Unless you’re independently wealthy, people who depend on you would suffer financially if you were to die. That’s why they invented life insurance. You’re going to have to make a few basic decisions before you start shopping for life insurance quotes. First is what type of life insurance policy is best for your circumstances and needs.
Life insurance companies package life insurance policies with lots of different names, but there are essentially two choices. You can choose permanent life insurance, also called whole life insurance, or the typically more affordable term life insurance. Permanent, or whole life, insurance coverage lasts as long as you do, as long as you continue to pay the premiums. When you go, your beneficiaries receive the death benefits spelled out in your life insurance policy.

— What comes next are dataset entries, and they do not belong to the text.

//! Startup sanity checks over a loaded menu.

use std::collections::HashSet;
use std::fmt;

use crate::models::{Id, MenuData};

/// Data problems worth reporting at startup. None of them stop rendering.
#[derive(Debug, Clone, PartialEq)]
pub enum Diagnostic {
    /// Two categories share an id; lookups use the first one.
    DuplicateCategory(Id),
    /// Two items share an id.
    DuplicateItem(Id),
    /// Item points at a category that does not exist.
    DanglingCategory { item: Id, category: Id },
    /// Prices are expected to be non-negative.
    NegativePrice { item: Id, price: f64 },
}

impl fmt::Display for Diagnostic {
    fn fmt(&self, f: &mut fmt::Formatter<'_>) -> fmt::Result {
        match self {
            Diagnostic::DuplicateCategory(id) => write!(f, "duplicate category id {id}"),
            Diagnostic::DuplicateItem(id) => write!(f, "duplicate item id {id}"),
            Diagnostic::DanglingCategory { item, category } => {
                write!(f, "item {item} references unknown category {category}")
            }
            Diagnostic::NegativePrice { item, price } => {
                write!(f, "item {item} has negative price {price}")
            }
        }
    }
}

/// Collect every [`Diagnostic`] for `data`, in data order. An empty result
/// means the menu is clean.
pub fn validate(data: &MenuData) -> Vec<Diagnostic> {
    let mut diagnostics = Vec::new();

    let mut categories = HashSet::new();
    for category in &data.categories {
        if !categories.insert(&category.id) {
            diagnostics.push(Diagnostic::DuplicateCategory(category.id.clone()));
        }
    }

    let mut items = HashSet::new();
    for item in &data.menu_items {
        if !items.insert(&item.id) {
            diagnostics.push(Diagnostic::DuplicateItem(item.id.clone()));
        }
        if !categories.contains(&item.category_id) {
            diagnostics.push(Diagnostic::DanglingCategory {
                item: item.id.clone(),
                category: item.category_id.clone(),
            });
        }
        if item.price_euro < 0.0 {
            diagnostics.push(Diagnostic::NegativePrice {
                item: item.id.clone(),
                price: item.price_euro,
            });
        }
    }

    diagnostics
}

#[cfg(test)]
mod tests {
    use super::*;
    use crate::models::{Category, MenuItem};
    use crate::source::bundled;

    #[test]
    fn bundled_menu_is_clean() {
        assert!(validate(&bundled().unwrap()).is_empty());
    }

    #[test]
    fn reports_each_problem() {
        let category = Category {
            id: Id::Int(1),
            name: "Soups".into(),
            description: None,
            display_order: 1.0,
            is_active: true,
        };
        let item = MenuItem {
            id: Id::Int(1),
            category_id: Id::Int(1),
            name: "Leek".into(),
            description: String::new(),
            price_euro: 4.0,
            display_order: 1.0,
            is_available: true,
        };
        let data = MenuData {
            categories: vec![category.clone(), category],
            menu_items: vec![
                item.clone(),
                MenuItem {
                    category_id: Id::Int(9),
                    price_euro: -1.0,
                    ..item
                },
            ],
        };

        let diagnostics = validate(&data);
        assert_eq!(
            diagnostics,
            vec![
                Diagnostic::DuplicateCategory(Id::Int(1)),
                Diagnostic::DuplicateItem(Id::Int(1)),
                Diagnostic::DanglingCategory {
                    item: Id::Int(1),
                    category: Id::Int(9)
                },
                Diagnostic::NegativePrice {
                    item: Id::Int(1),
                    price: -1.0
                },
            ]
        );
        assert_eq!(
            diagnostics[2].to_string(),
            "item 1 references unknown category 9"
        );
    }
}
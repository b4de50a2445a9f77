//! Core library for the menu board: a category-grouped, collapsible menu with
//! live search, rendered to a terminal.
//!
//! The engine is split into a filter step over the immutable [`MenuData`] and
//! a render step that produces declarative [`render::Node`]s into a
//! [`render::Document`]. The `ui` module materializes those nodes with Ratatui.
pub mod config;
pub mod error;
pub mod filter;
pub mod logging;
pub mod models;
pub mod render;
pub mod session;
pub mod source;
pub mod ui;

pub use config::Config;
pub use error::MenuError;
pub use filter::filter;
pub use models::{format_price, Category, Id, MenuData, MenuItem};
pub use render::{render_into, Document, RenderMode};
pub use session::MenuSession;

/// The interactive application entry point and state container.
pub use ui::{print_menu, run_app, App};
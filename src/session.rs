//! Session state for one menu view. The session owns the dataset loaded at
//! startup and never mutates it; every query derives a fresh view and every
//! render replaces the container contents wholesale.

use tracing::{debug, info, warn};

use crate::config::Config;
use crate::error::{MenuError, Result};
use crate::filter::filter;
use crate::models::{Id, MenuData};
use crate::render::{render_into, Action, Document, PanelState, RenderMode};

#[derive(Debug)]
pub struct MenuSession {
    data: MenuData,
    container_id: String,
    input_id: String,
    mode: RenderMode,
}

impl MenuSession {
    /// Take ownership of the dataset and perform the initial grouped render.
    /// Missing data aborts; a missing container or search input is logged and
    /// the session still starts.
    pub fn init(
        data: Option<MenuData>,
        document: &mut Document,
        config: &Config,
    ) -> Result<Self> {
        let Some(data) = data else {
            warn!("menu data missing; menu engine not started");
            return Err(MenuError::MissingData);
        };

        let session = Self {
            data,
            container_id: config.container_id.clone(),
            input_id: config.search_input_id.clone(),
            mode: RenderMode::Normal,
        };

        for problem in session.missing_targets(document) {
            warn!(%problem, "view target unavailable");
        }

        info!(
            categories = session.data.categories.len(),
            items = session.data.menu_items.len(),
            "menu session started"
        );
        render_into(document, &session.container_id, &session.data, session.mode);
        Ok(session)
    }

    /// The dataset as loaded.
    pub fn data(&self) -> &MenuData {
        &self.data
    }

    pub fn mode(&self) -> RenderMode {
        self.mode
    }

    pub fn container_id(&self) -> &str {
        &self.container_id
    }

    pub fn input_id(&self) -> &str {
        &self.input_id
    }

    /// Collaborators the session expects but the document lacks.
    pub fn missing_targets(&self, document: &Document) -> Vec<MenuError> {
        let mut missing = Vec::new();
        if document.container(&self.container_id).is_none() {
            missing.push(MenuError::MissingContainer(self.container_id.clone()));
        }
        if document.input(&self.input_id).is_none() {
            missing.push(MenuError::MissingInput(self.input_id.clone()));
        }
        missing
    }

    /// Filter with `query` and re-render. Blank queries restore the grouped
    /// layout. Returns the number of item blocks rendered, or `None` if the
    /// container is missing.
    pub fn on_query_changed(&mut self, document: &mut Document, query: &str) -> Option<usize> {
        let view = filter(&self.data, query);
        let mode = RenderMode::for_query(query);
        debug!(query, matches = view.menu_items.len(), "query changed");
        let rendered = render_into(document, &self.container_id, &view, mode);
        if rendered.is_some() {
            self.mode = mode;
        }
        rendered
    }

    /// Re-run the search using the value currently held by the search input.
    pub fn refresh_from_input(&mut self, document: &mut Document) -> Option<usize> {
        let Some(input) = document.input(&self.input_id) else {
            warn!(input_id = %self.input_id, "search input not found; search disabled");
            return None;
        };
        let query = input.value.clone();
        self.on_query_changed(document, &query)
    }

    /// Flip the items panel for `category_id`. Missing panels are a no-op.
    pub fn toggle_category(
        &self,
        document: &mut Document,
        category_id: &Id,
    ) -> Option<PanelState> {
        let Some(container) = document.container_mut(&self.container_id) else {
            warn!(container_id = %self.container_id, "menu container not found; toggle ignored");
            return None;
        };
        let state = container.toggle_panel(category_id);
        match state {
            Some(state) => debug!(%category_id, ?state, "category toggled"),
            None => debug!(%category_id, "no panel for category"),
        }
        state
    }

    /// Route an action taken from a rendered node.
    pub fn dispatch(&self, document: &mut Document, action: &Action) -> Option<PanelState> {
        match action {
            Action::ToggleCategory(id) => self.toggle_category(document, id),
        }
    }

    /// Put every panel into `target`, toggling only those that differ.
    pub fn set_all_panels(&self, document: &mut Document, target: PanelState) -> usize {
        let Some(container) = document.container(&self.container_id) else {
            return 0;
        };
        let pending: Vec<Id> = container
            .panel_ids()
            .into_iter()
            .filter(|id| container.panel_state(id) != Some(target))
            .collect();
        pending
            .iter()
            .filter(|id| self.toggle_category(document, id).is_some())
            .count()
    }
}

#[cfg(test)]
mod tests {
    use super::*;
    use crate::models::{Category, MenuItem};
    use crate::render::{item_count, Node};

    fn config() -> Config {
        Config::default()
    }

    fn data() -> MenuData {
        MenuData {
            categories: vec![
                Category {
                    id: Id::Int(1),
                    name: "Salads".into(),
                    description: Some("Fresh".into()),
                    display_order: 1.0,
                    is_active: true,
                },
                Category {
                    id: Id::Int(2),
                    name: "Wraps".into(),
                    description: None,
                    display_order: 2.0,
                    is_active: true,
                },
            ],
            menu_items: vec![
                MenuItem {
                    id: Id::Int(1),
                    category_id: Id::Int(1),
                    name: "Grilled Chicken Caesar Salad".into(),
                    description: "Romaine".into(),
                    price_euro: 8.5,
                    display_order: 1.0,
                    is_available: true,
                },
                MenuItem {
                    id: Id::Int(2),
                    category_id: Id::Int(2),
                    name: "Grilled Chicken Wrap".into(),
                    description: "Tortilla".into(),
                    price_euro: 7.0,
                    display_order: 1.0,
                    is_available: true,
                },
            ],
        }
    }

    fn document(config: &Config) -> Document {
        Document::with_targets(&config.container_id, &config.search_input_id)
    }

    fn nodes<'a>(document: &'a Document, session: &MenuSession) -> &'a [Node] {
        document.container(session.container_id()).unwrap().nodes()
    }

    #[test]
    fn init_without_data_fails() {
        let config = config();
        let mut document = document(&config);
        let err = MenuSession::init(None, &mut document, &config).unwrap_err();
        assert!(matches!(err, MenuError::MissingData));
        assert!(document.container(&config.container_id).unwrap().nodes().is_empty());
    }

    #[test]
    fn init_renders_grouped_view() {
        let config = config();
        let mut document = document(&config);
        let session = MenuSession::init(Some(data()), &mut document, &config).unwrap();
        assert_eq!(session.mode(), RenderMode::Normal);
        assert_eq!(nodes(&document, &session).len(), 4);
    }

    #[test]
    fn query_switches_modes_and_back() {
        let config = config();
        let mut document = document(&config);
        let mut session = MenuSession::init(Some(data()), &mut document, &config).unwrap();

        assert_eq!(session.on_query_changed(&mut document, "wrap"), Some(1));
        assert_eq!(session.mode(), RenderMode::Search);
        assert!(!nodes(&document, &session).iter().any(Node::is_category_header));

        assert_eq!(session.on_query_changed(&mut document, "  "), Some(2));
        assert_eq!(session.mode(), RenderMode::Normal);
        assert_eq!(session.data(), &data());
    }

    #[test]
    fn search_input_drives_refresh() {
        let config = config();
        let mut document = document(&config);
        let mut session = MenuSession::init(Some(data()), &mut document, &config).unwrap();
        document.input_mut(session.input_id()).unwrap().value = "caesar".into();
        assert_eq!(session.refresh_from_input(&mut document), Some(1));
        assert_eq!(item_count(nodes(&document, &session)), 1);
    }

    #[test]
    fn missing_targets_are_reported_not_fatal() {
        let config = config();
        let mut document = Document::new();
        let mut session = MenuSession::init(Some(data()), &mut document, &config).unwrap();
        assert_eq!(session.missing_targets(&document).len(), 2);
        assert_eq!(session.on_query_changed(&mut document, "chicken"), None);
        assert_eq!(session.refresh_from_input(&mut document), None);
        assert_eq!(session.toggle_category(&mut document, &Id::Int(1)), None);
    }

    #[test]
    fn dispatch_toggles_and_rerender_resets() {
        let config = config();
        let mut document = document(&config);
        let mut session = MenuSession::init(Some(data()), &mut document, &config).unwrap();
        let action = nodes(&document, &session)[0].action().cloned().unwrap();

        assert_eq!(session.dispatch(&mut document, &action), Some(PanelState::Expanded));
        session.on_query_changed(&mut document, "");
        let container = document.container(session.container_id()).unwrap();
        assert_eq!(container.panel_state(&Id::Int(1)), Some(PanelState::Collapsed));
    }

    #[test]
    fn expand_and_collapse_all() {
        let config = config();
        let mut document = document(&config);
        let session = MenuSession::init(Some(data()), &mut document, &config).unwrap();
        session.toggle_category(&mut document, &Id::Int(2));

        assert_eq!(session.set_all_panels(&mut document, PanelState::Expanded), 1);
        assert_eq!(session.set_all_panels(&mut document, PanelState::Collapsed), 2);
        assert_eq!(session.set_all_panels(&mut document, PanelState::Collapsed), 0);
    }
}
//! The mock menu shipped inside the binary.

use std::path::PathBuf;

use crate::error::{MenuError, Result};
use crate::models::MenuData;

/// Mock menu compiled into the binary.
const BUNDLED_MENU: &str = include_str!("../../assets/menu-mock-data.json");

/// The menu shipped with the application. Only fails if the embedded JSON
/// is broken.
pub fn bundled() -> Result<MenuData> {
    serde_json::from_str(BUNDLED_MENU).map_err(|source| MenuError::Parse {
        path: PathBuf::from("assets/menu-mock-data.json"),
        source,
    })
}

#[cfg(test)]
mod tests {
    use super::*;

    #[test]
    fn bundled_menu_parses() {
        let data: MenuData = serde_json::from_str(BUNDLED_MENU).unwrap();
        assert!(!data.categories.is_empty());
        assert!(!data.menu_items.is_empty());
        assert_eq!(bundled().unwrap(), data);
    }

    #[test]
    fn bundled_menu_has_inactive_and_unavailable_entries() {
        let data = bundled().unwrap();
        assert!(data.categories.iter().any(|c| !c.is_active));
        assert!(data.menu_items.iter().any(|i| !i.is_available));
    }
}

Permanent life insurance policies typically accrue cash value over time, which you can actually draw on or be reimbursed for if you decide to cancel the policy. The specifics will vary depending on your whole life insurance coverage provider. Whole life insurance policies serve as source of savings, but historically they haven’t proven to be the highest yielding investment vehicle. They are, however, secure savings. So if that’s important to you, you might want to consider a whole life insurance policy as part of your investment portfolio.

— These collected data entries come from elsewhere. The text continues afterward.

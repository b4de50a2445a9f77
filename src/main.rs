//! Binary entry point: resolve configuration, load the menu, start the session
//! and either drive the Ratatui event loop or print the menu once.
use std::path::PathBuf;

use anyhow::{Context, Result};
use clap::Parser;
use tracing::{info, warn};

use menu_board::{print_menu, run_app, source, App, Config, Document, MenuSession};

#[derive(Parser)]
#[command(name = "menu-board")]
#[command(about = "Browse and search a restaurant menu in the terminal")]
struct Cli {
    /// Path to the config file (defaults to ~/.menu-board/config.toml)
    #[arg(long)]
    config: Option<PathBuf>,

    /// Menu JSON file to load instead of the bundled menu
    #[arg(short, long, env = "MENU_BOARD_DATA")]
    data: Option<PathBuf>,

    /// Do not fall back to the bundled menu
    #[arg(long)]
    no_bundled: bool,

    /// Print the menu to stdout instead of opening the terminal UI
    #[arg(long)]
    print: bool,

    /// Search query applied before printing
    #[arg(short, long, requires = "print")]
    query: Option<String>,
}

impl Cli {
    fn config(&self) -> Result<Config> {
        let config = match &self.config {
            Some(path) => Config::load_from(path)?,
            None => Config::load()?,
        };
        Ok(config.with_overrides(self.data.clone(), self.no_bundled))
    }
}

fn main() -> Result<()> {
    let cli = Cli::parse();
    let config = cli.config().context("failed to load configuration")?;

    let _guard = if cli.print {
        menu_board::logging::init_stderr_logger()?;
        None
    } else {
        let log_dir = config.resolved_log_dir()?;
        Some(menu_board::logging::init_file_logger(&log_dir)?)
    };
    info!("menu-board starting");

    let data = source::resolve(&config).context("failed to load menu data")?;
    let mut document = Document::with_targets(&config.container_id, &config.search_input_id);
    let mut session = MenuSession::init(data, &mut document, &config)?;
    for diagnostic in source::validate(session.data()) {
        warn!(%diagnostic, "menu data problem");
    }

    if cli.print {
        let text = print_menu(&mut session, &mut document, cli.query.as_deref())?;
        print!("{text}");
        return Ok(());
    }

    let mut app = App::new(session, document);
    run_app(&mut app)
}
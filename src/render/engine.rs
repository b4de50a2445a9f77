//! Builds the presentation tree for a menu, grouped by category or flat.

use std::cmp::Ordering;

use tracing::{debug, warn};

use crate::models::{cmp_order, Category, MenuData, MenuItem};

use super::document::Document;
use super::tree::{item_count, Action, Indicator, ItemBlock, Node};

/// Layout used when building the tree.
#[derive(Debug, Clone, Copy, PartialEq, Eq)]
pub enum RenderMode {
    /// Collapsible panels grouped by category.
    Normal,
    /// One flat list of items, no category headers.
    Search,
}

impl RenderMode {
    pub fn for_query(query: &str) -> Self {
        if crate::filter::is_search_query(query) {
            RenderMode::Search
        } else {
            RenderMode::Normal
        }
    }
}

/// Produce the nodes for `data` without touching any container.
pub fn build(data: &MenuData, mode: RenderMode) -> Vec<Node> {
    match mode {
        RenderMode::Normal => build_grouped(data),
        RenderMode::Search => build_flat(data),
    }
}

/// Replace the contents of `container_id` with a fresh tree. A missing
/// container is logged and left alone; nothing is cleared in that case.
/// Returns the number of item blocks committed.
pub fn render_into(
    document: &mut Document,
    container_id: &str,
    data: &MenuData,
    mode: RenderMode,
) -> Option<usize> {
    let Some(container) = document.container_mut(container_id) else {
        warn!(container_id, "menu container not found; skipping render");
        return None;
    };

    let nodes = build(data, mode);
    let items = item_count(&nodes);
    container.clear();
    container.append(nodes);
    debug!(?mode, items, "menu rendered");
    Some(items)
}

fn build_grouped(data: &MenuData) -> Vec<Node> {
    let mut categories: Vec<&Category> = data
        .categories
        .iter()
        .filter(|category| category.is_active)
        .collect();
    categories.sort_by(|a, b| cmp_categories(a, b));

    let mut nodes = Vec::new();
    for category in categories {
        let mut items: Vec<&MenuItem> = data
            .menu_items
            .iter()
            .filter(|item| item.category_id == category.id && item.is_available)
            .collect();
        if items.is_empty() {
            continue;
        }
        items.sort_by(|a, b| cmp_items(a, b));

        nodes.push(Node::CategoryHeader {
            category_id: category.id.clone(),
            name: category.name.clone(),
            description: category.description.clone(),
            indicator: Indicator::Collapsed,
            action: Action::ToggleCategory(category.id.clone()),
        });
        nodes.push(Node::ItemsPanel {
            category_id: category.id.clone(),
            hidden: true,
            items: items.into_iter().map(ItemBlock::from).collect(),
        });
    }
    nodes
}

fn build_flat(data: &MenuData) -> Vec<Node> {
    let mut items: Vec<(Option<&Category>, &MenuItem)> = data
        .menu_items
        .iter()
        .filter(|item| item.is_available)
        .map(|item| (data.category(&item.category_id), item))
        .collect();

    items.sort_by(|(cat_a, a), (cat_b, b)| {
        let by_category = match (cat_a, cat_b) {
            (Some(x), Some(y)) => cmp_categories(x, y),
            (Some(_), None) => Ordering::Less,
            (None, Some(_)) => Ordering::Greater,
            (None, None) => Ordering::Equal,
        };
        by_category.then_with(|| cmp_items(a, b))
    });

    if items.is_empty() {
        return vec![Node::Empty {
            message: "No menu items match your search.".to_string(),
        }];
    }

    items
        .into_iter()
        .map(|(_, item)| Node::Item(ItemBlock::from(item)))
        .collect()
}

fn cmp_categories(a: &Category, b: &Category) -> Ordering {
    cmp_order(a.display_order, b.display_order).then_with(|| a.id.cmp(&b.id))
}

fn cmp_items(a: &MenuItem, b: &MenuItem) -> Ordering {
    cmp_order(a.display_order, b.display_order).then_with(|| a.id.cmp(&b.id))
}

Term life insurance policies are issued to cover a set period, or term, of time. If you die during that period, your beneficiaries collect the face value of the policy. But when time’s up, so is the policy. You may be able to renew it, but term life insurance has no cash value. Which is why term life insurance is usually the most affordable insurance option for most people.
You’ve probably seen plenty of TV commercials for cheap life insurance requiring no health exam. Those are term life insurance policies. Don’t let the cheesiness put you off from considering this type of policy. Term life insurance is an affordable life insurance choice if you need to make sure your spouse can pay off the mortgage or send the kids to college for four years. The older you get, the more you’ll pay for term life insurance.